But it's still a random signal, regardless of its apparent aesthetic
qualities. Any hint of structure is just the human brain doing what it does so
well: pattern matching.

Now if you'll excuse me, I have a grilled cheese sandwich I need to pray to...
;)

------
tribune
Impressive musical presentation of what would otherwise be random noise. If
the duration of the notes was constant and the chords were left off this
wouldn't sound like anything remarkable.

This reminds me of the article on recurrent neural network composers I saw on
here awhile back. They were able to produce music that sounded quite good in
short sections. Over the longer term, though, it was easy to see that they
lacked what makes any sort of music interesting and artful: recurring themes
and movements. The music superficially sounded pleasant, but was ultimately
not that exciting to listen to because it lacked emotion.

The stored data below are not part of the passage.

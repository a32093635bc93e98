//! Redis storage backend
//!
//! Each key maps to two entries in the cache: a string `<ns>:data:<key>`
//! holding the pipeline output and a hash `<ns>:meta:<key>` holding the
//! metadata fields. Key enumeration and statistics walk the metadata
//! namespace with cursor-paginated SCAN, never KEYS. `access_count` is an
//! atomic HINCRBY on the metadata hash.

use crate::common::{VaultKvError, VaultKvResult};
use crate::store::pipeline::ValuePipeline;
use crate::store::{
    EntryMetadata, KeyAccessCount, StorageBackend, StoreStatistics, StoredValue,
    TOP_ACCESSED_LIMIT,
};
use chrono::{DateTime, Utc};
use redis::{Client, Commands, Connection};
use std::collections::HashMap;
use tracing::debug;

const SCAN_BATCH: usize = 500;

/// Redis storage backend with namespaced data/meta entries per key
pub struct RedisStore {
    client: Client,
    namespace: String,
    pipeline: ValuePipeline,
}

impl RedisStore {
    /// Creates a store for the given connection URL and key namespace.
    ///
    /// The URL is validated here; the actual connection is established per
    /// operation and released when the operation completes.
    pub fn new(url: &str, namespace: &str, pipeline: ValuePipeline) -> VaultKvResult<Self> {
        let client = Client::open(url)
            .map_err(|e| VaultKvError::Config(format!("invalid redis url {}: {}", url, e)))?;
        Ok(Self {
            client,
            namespace: namespace.to_string(),
            pipeline,
        })
    }

    fn connect(&self) -> VaultKvResult<Connection> {
        self.client.get_connection().map_err(|e| {
            VaultKvError::BackendUnavailable(format!("redis connection failed: {}", e))
        })
    }

    fn data_key(&self, key: &str) -> String {
        format!("{}:data:{}", self.namespace, key)
    }

    fn meta_key(&self, key: &str) -> String {
        format!("{}:meta:{}", self.namespace, key)
    }

    fn meta_prefix(&self) -> String {
        format!("{}:meta:", self.namespace)
    }

    /// Walks the metadata namespace with a SCAN cursor, returning full
    /// (prefixed) metadata key names
    fn scan_meta_keys(&self, conn: &mut Connection) -> VaultKvResult<Vec<String>> {
        let pattern = format!("{}*", self.meta_prefix());
        let mut cursor: u64 = 0;
        let mut keys = Vec::new();
        loop {
            let (next, batch): (u64, Vec<String>) = redis::cmd("SCAN")
                .arg(cursor)
                .arg("MATCH")
                .arg(&pattern)
                .arg("COUNT")
                .arg(SCAN_BATCH)
                .query(conn)?;
            keys.extend(batch);
            cursor = next;
            if cursor == 0 {
                break;
            }
        }
        Ok(keys)
    }

    fn read_metadata(
        &self,
        conn: &mut Connection,
        key: &str,
    ) -> VaultKvResult<Option<EntryMetadata>> {
        let fields: HashMap<String, String> = conn.hgetall(self.meta_key(key))?;
        if fields.is_empty() {
            return Ok(None);
        }
        metadata_from_fields(key, &fields).map(Some)
    }
}

fn field_flag(fields: &HashMap<String, String>, name: &str) -> bool {
    fields.get(name).map(|v| v == "1").unwrap_or(false)
}

fn field_u64(fields: &HashMap<String, String>, name: &str) -> u64 {
    fields
        .get(name)
        .and_then(|v| v.parse::<u64>().ok())
        .unwrap_or(0)
}

fn field_timestamp(
    fields: &HashMap<String, String>,
    name: &str,
) -> VaultKvResult<DateTime<Utc>> {
    let raw = fields
        .get(name)
        .ok_or_else(|| VaultKvError::Metadata(format!("metadata field {} missing", name)))?;
    DateTime::parse_from_rfc3339(raw)
        .map(|t| t.with_timezone(&Utc))
        .map_err(|e| VaultKvError::Metadata(format!("malformed timestamp {}: {}", raw, e)))
}

fn metadata_from_fields(
    key: &str,
    fields: &HashMap<String, String>,
) -> VaultKvResult<EntryMetadata> {
    Ok(EntryMetadata {
        key: key.to_string(),
        encrypted: field_flag(fields, "encrypted"),
        compressed: field_flag(fields, "compressed"),
        size_bytes: field_u64(fields, "size_bytes"),
        created_at: field_timestamp(fields, "created_at")?,
        updated_at: field_timestamp(fields, "updated_at")?,
        access_count: field_u64(fields, "access_count"),
    })
}

impl StorageBackend for RedisStore {
    fn store(
        &self,
        key: &str,
        value: &StoredValue,
        encrypt: bool,
        compress: bool,
    ) -> VaultKvResult<EntryMetadata> {
        let payload = self.pipeline.encode(value, encrypt, compress)?;
        let mut conn = self.connect()?;
        let now = Utc::now();
        let data_key = self.data_key(key);
        let meta_key = self.meta_key(key);

        conn.set::<_, _, ()>(&data_key, payload.data.as_slice())?;
        debug!(key, size = payload.data.len(), "stored payload entry");

        // created_at survives overwrites; everything else is replaced
        let _: bool = conn.hset_nx(&meta_key, "created_at", now.to_rfc3339())?;
        redis::pipe()
            .hset(&meta_key, "encrypted", payload.encrypted as i64)
            .ignore()
            .hset(&meta_key, "compressed", payload.compressed as i64)
            .ignore()
            .hset(&meta_key, "size_bytes", payload.data.len() as i64)
            .ignore()
            .hset(&meta_key, "updated_at", now.to_rfc3339())
            .ignore()
            .query::<()>(&mut conn)?;

        let metadata = self.read_metadata(&mut conn, key)?.ok_or_else(|| {
            VaultKvError::Metadata(format!("metadata entry missing after store for key {}", key))
        })?;
        Ok(metadata)
    }

    fn retrieve(&self, key: &str) -> VaultKvResult<Option<(StoredValue, EntryMetadata)>> {
        let mut conn = self.connect()?;
        let data: Option<Vec<u8>> = conn.get(self.data_key(key))?;
        let Some(data) = data else {
            return Ok(None);
        };
        let Some(mut metadata) = self.read_metadata(&mut conn, key)? else {
            return Ok(None);
        };

        let value = self
            .pipeline
            .decode(&data, metadata.encrypted, metadata.compressed)?;

        let new_count: i64 = conn.hincr(self.meta_key(key), "access_count", 1)?;
        metadata.access_count = new_count as u64;
        Ok(Some((value, metadata)))
    }

    fn delete(&self, key: &str) -> VaultKvResult<bool> {
        let mut conn = self.connect()?;
        let removed: i64 = conn.del(self.data_key(key))?;
        let _: i64 = conn.del(self.meta_key(key))?;
        Ok(removed > 0)
    }

    fn list_keys(&self) -> VaultKvResult<Vec<String>> {
        let mut conn = self.connect()?;
        let prefix = self.meta_prefix();
        let mut keys: Vec<String> = self
            .scan_meta_keys(&mut conn)?
            .into_iter()
            .map(|full| full[prefix.len()..].to_string())
            .collect();
        keys.sort();
        Ok(keys)
    }

    fn get_stats(&self) -> VaultKvResult<StoreStatistics> {
        let mut conn = self.connect()?;
        let prefix = self.meta_prefix();
        let meta_keys = self.scan_meta_keys(&mut conn)?;

        let mut stats = StoreStatistics::default();
        let mut access_counts = Vec::with_capacity(meta_keys.len());

        for full in meta_keys {
            let fields: HashMap<String, String> = conn.hgetall(&full)?;
            if fields.is_empty() {
                continue;
            }
            stats.total_keys += 1;
            stats.total_size_bytes += field_u64(&fields, "size_bytes");
            if field_flag(&fields, "encrypted") {
                stats.encrypted_keys += 1;
            }
            if field_flag(&fields, "compressed") {
                stats.compressed_keys += 1;
            }
            access_counts.push(KeyAccessCount {
                key: full[prefix.len()..].to_string(),
                access_count: field_u64(&fields, "access_count"),
            });
        }

        access_counts.sort_by(|a, b| {
            b.access_count
                .cmp(&a.access_count)
                .then_with(|| a.key.cmp(&b.key))
        });
        access_counts.truncate(TOP_ACCESSED_LIMIT);
        stats.top_accessed_keys = access_counts;
        Ok(stats)
    }
}
//! Byte-stream compression codec
//!
//! Supports three general-purpose compressors with different speed/ratio
//! trade-offs: LZ4 (frame format, fastest), Gzip, and Zstd. The codec never
//! tries to detect whether data is compressed; the persisted metadata flag is
//! the only source of truth.

use crate::common::{VaultKvError, VaultKvResult};
use flate2::read::GzDecoder;
use flate2::write::GzEncoder;
use std::io::{Read, Write};

/// Supported compression algorithms
#[derive(Debug, Clone, Copy, PartialEq, Eq)]
pub enum CompressionAlgorithm {
    /// LZ4 frame format (fast, moderate ratio)
    Lz4,
    /// Gzip / DEFLATE
    Gzip,
    /// Zstandard (best ratio)
    Zstd,
}

impl CompressionAlgorithm {
    /// Returns the lowercase name of this algorithm
    pub fn name(&self) -> &'static str {
        match self {
            CompressionAlgorithm::Lz4 => "lz4",
            CompressionAlgorithm::Gzip => "gzip",
            CompressionAlgorithm::Zstd => "zstd",
        }
    }

    /// Parses an algorithm name (case-insensitive)
    pub fn from_name(name: &str) -> VaultKvResult<Self> {
        match name.to_ascii_lowercase().as_str() {
            "lz4" => Ok(CompressionAlgorithm::Lz4),
            "gzip" => Ok(CompressionAlgorithm::Gzip),
            "zstd" => Ok(CompressionAlgorithm::Zstd),
            other => Err(VaultKvError::Config(format!(
                "unsupported compression algorithm: {}",
                other
            ))),
        }
    }
}

/// Compression codec with a selectable algorithm.
///
/// `compress` and `decompress` are exact inverses for all byte strings,
/// including the empty string.
#[derive(Debug, Clone, Copy)]
pub struct CompressionCodec {
    algorithm: CompressionAlgorithm,
}

impl Default for CompressionCodec {
    fn default() -> Self {
        Self::new(CompressionAlgorithm::Lz4)
    }
}

impl CompressionCodec {
    /// Creates a codec using the given algorithm
    pub fn new(algorithm: CompressionAlgorithm) -> Self {
        Self { algorithm }
    }

    /// Returns the configured algorithm
    pub fn algorithm(&self) -> CompressionAlgorithm {
        self.algorithm
    }

    /// Returns all supported algorithms
    pub fn supported_algorithms() -> &'static [CompressionAlgorithm] {
        &[
            CompressionAlgorithm::Lz4,
            CompressionAlgorithm::Gzip,
            CompressionAlgorithm::Zstd,
        ]
    }

    /// Compresses data with the configured algorithm
    pub fn compress(&self, data: &[u8]) -> VaultKvResult<Vec<u8>> {
        match self.algorithm {
            CompressionAlgorithm::Lz4 => {
                let mut encoder = lz4::EncoderBuilder::new()
                    .build(Vec::new())
                    .map_err(|e| {
                        VaultKvError::Compression(format!("lz4 encoder init failed: {}", e))
                    })?;
                encoder
                    .write_all(data)
                    .map_err(|e| VaultKvError::Compression(format!("lz4 compression failed: {}", e)))?;
                let (out, result) = encoder.finish();
                result.map_err(|e| {
                    VaultKvError::Compression(format!("lz4 compression failed: {}", e))
                })?;
                Ok(out)
            }
            CompressionAlgorithm::Gzip => {
                let mut encoder = GzEncoder::new(Vec::new(), flate2::Compression::default());
                encoder
                    .write_all(data)
                    .map_err(|e| VaultKvError::Compression(format!("gzip compression failed: {}", e)))?;
                encoder
                    .finish()
                    .map_err(|e| VaultKvError::Compression(format!("gzip compression failed: {}", e)))
            }
            CompressionAlgorithm::Zstd => zstd::stream::encode_all(data, 0)
                .map_err(|e| VaultKvError::Compression(format!("zstd compression failed: {}", e))),
        }
    }

    /// Decompresses data with the configured algorithm.
    ///
    /// Malformed or truncated input is a `Compression` error.
    pub fn decompress(&self, data: &[u8]) -> VaultKvResult<Vec<u8>> {
        match self.algorithm {
            CompressionAlgorithm::Lz4 => {
                let mut decoder = lz4::Decoder::new(data).map_err(|e| {
                    VaultKvError::Compression(format!("lz4 decompression failed: {}", e))
                })?;
                let mut out = Vec::new();
                decoder.read_to_end(&mut out).map_err(|e| {
                    VaultKvError::Compression(format!("lz4 decompression failed: {}", e))
                })?;
                Ok(out)
            }
            CompressionAlgorithm::Gzip => {
                let mut decoder = GzDecoder::new(data);
                let mut out = Vec::new();
                decoder.read_to_end(&mut out).map_err(|e| {
                    VaultKvError::Compression(format!("gzip decompression failed: {}", e))
                })?;
                Ok(out)
            }
            CompressionAlgorithm::Zstd => zstd::stream::decode_all(data)
                .map_err(|e| VaultKvError::Compression(format!("zstd decompression failed: {}", e))),
        }
    }

    /// Returns `len(compressed) / len(original)`, or `0.0` for empty input
    pub fn compression_ratio(&self, original: &[u8], compressed: &[u8]) -> f64 {
        if original.is_empty() {
            return 0.0;
        }
        compressed.len() as f64 / original.len() as f64
    }
}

Being able to make note transitions sound nice is one thing. Finding classical
music in an irrational number is another. We'll sooner find lizard men in the
rocks on Mars.

------
an_ko
Cool idea, but that the chords and note durations were chosen deliberately by
a human makes me significantly less impressed. Can a random number sequence
(or e.g. whatever other real number with a long decimal expansion) not be made
to sound passable by similarly changing durations to emphasise certain notes?
What's musically special about _pi_ and _e_?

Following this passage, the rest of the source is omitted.